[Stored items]

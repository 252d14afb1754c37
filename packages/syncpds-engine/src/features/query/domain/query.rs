use crate::shared::models::{Node, Statement, Val};
use serde::{Deserialize, Serialize};
use std::fmt;

/// Propagation direction of a query
#[derive(Debug, Clone, Copy, PartialEq, Eq, Hash, Serialize, Deserialize)]
pub enum Direction {
    /// Along control flow, from an allocation site
    Forward,
    /// Against control flow, toward allocation sites
    Backward,
}

/// Where does the object held by `node.fact` right after `node.stmt` flow?
///
/// `node.stmt` must allocate `node.fact`.
#[derive(Debug, Clone, PartialEq, Eq, Hash, PartialOrd, Ord, Serialize, Deserialize)]
pub struct ForwardQuery {
    pub node: Node,
}

impl ForwardQuery {
    pub fn new(stmt: Statement, fact: Val) -> Self {
        Self {
            node: Node::new(stmt, fact),
        }
    }
}

/// Which allocation sites may `node.fact` point to right after `node.stmt`?
#[derive(Debug, Clone, PartialEq, Eq, Hash, PartialOrd, Ord, Serialize, Deserialize)]
pub struct BackwardQuery {
    pub node: Node,
}

impl BackwardQuery {
    pub fn new(stmt: Statement, fact: Val) -> Self {
        Self {
            node: Node::new(stmt, fact),
        }
    }
}

#[derive(Debug, Clone, PartialEq, Eq, Hash, PartialOrd, Ord, Serialize, Deserialize)]
pub enum Query {
    Forward(ForwardQuery),
    Backward(BackwardQuery),
}

impl Query {
    pub fn node(&self) -> &Node {
        match self {
            Query::Forward(q) => &q.node,
            Query::Backward(q) => &q.node,
        }
    }

    pub fn direction(&self) -> Direction {
        match self {
            Query::Forward(_) => Direction::Forward,
            Query::Backward(_) => Direction::Backward,
        }
    }
}

impl From<ForwardQuery> for Query {
    fn from(q: ForwardQuery) -> Self {
        Query::Forward(q)
    }
}

impl From<BackwardQuery> for Query {
    fn from(q: BackwardQuery) -> Self {
        Query::Backward(q)
    }
}

impl fmt::Display for Query {
    fn fmt(&self, f: &mut fmt::Formatter<'_>) -> fmt::Result {
        match self {
            Query::Forward(q) => write!(f, "forward {}", q.node),
            Query::Backward(q) => write!(f, "backward {}", q.node),
        }
    }
}

/// Identifies a root solver owned by a `QueryEngine`
#[derive(Debug, Clone, Copy, PartialEq, Eq, Hash, PartialOrd, Ord, Serialize, Deserialize)]
pub struct SolverHandle(pub(crate) u32);

impl SolverHandle {
    pub fn id(self) -> u32 {
        self.0
    }
}

impl fmt::Display for SolverHandle {
    fn fmt(&self, f: &mut fmt::Formatter<'_>) -> fmt::Result {
        write!(f, "solver#{}", self.0)
    }
}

§ **Assigned task**:
From the line containing "pub fn node(&self)" to the last line above, repeat every line exactly and nothing else.

§ **Solution to this exercise**:
    pub fn node(&self) -> &Node {
        match self {
            Query::Forward(q) => &q.node,
            Query::Backward(q) => &q.node,
        }
    }

    pub fn direction(&self) -> Direction {
        match self {
            Query::Forward(_) => Direction::Forward,
            Query::Backward(_) => Direction::Backward,
        }
    }
}

impl From<ForwardQuery> for Query {
    fn from(q: ForwardQuery) -> Self {
        Query::Forward(q)
    }
}

impl From<BackwardQuery> for Query {
    fn from(q: BackwardQuery) -> Self {
        Query::Backward(q)
    }
}

impl fmt::Display for Query {
    fn fmt(&self, f: &mut fmt::Formatter<'_>) -> fmt::Result {
        match self {
            Query::Forward(q) => write!(f, "forward {}", q.node),
            Query::Backward(q) => write!(f, "backward {}", q.node),
        }
    }
}

/// Identifies a root solver owned by a `QueryEngine`
#[derive(Debug, Clone, Copy, PartialEq, Eq, Hash, PartialOrd, Ord, Serialize, Deserialize)]
pub struct SolverHandle(pub(crate) u32);

impl SolverHandle {
    pub fn id(self) -> u32 {
        self.0
    }
}

impl fmt::Display for SolverHandle {
    fn fmt(&self, f: &mut fmt::Formatter<'_>) -> fmt::Result {
        write!(f, "solver#{}", self.0)
    }
}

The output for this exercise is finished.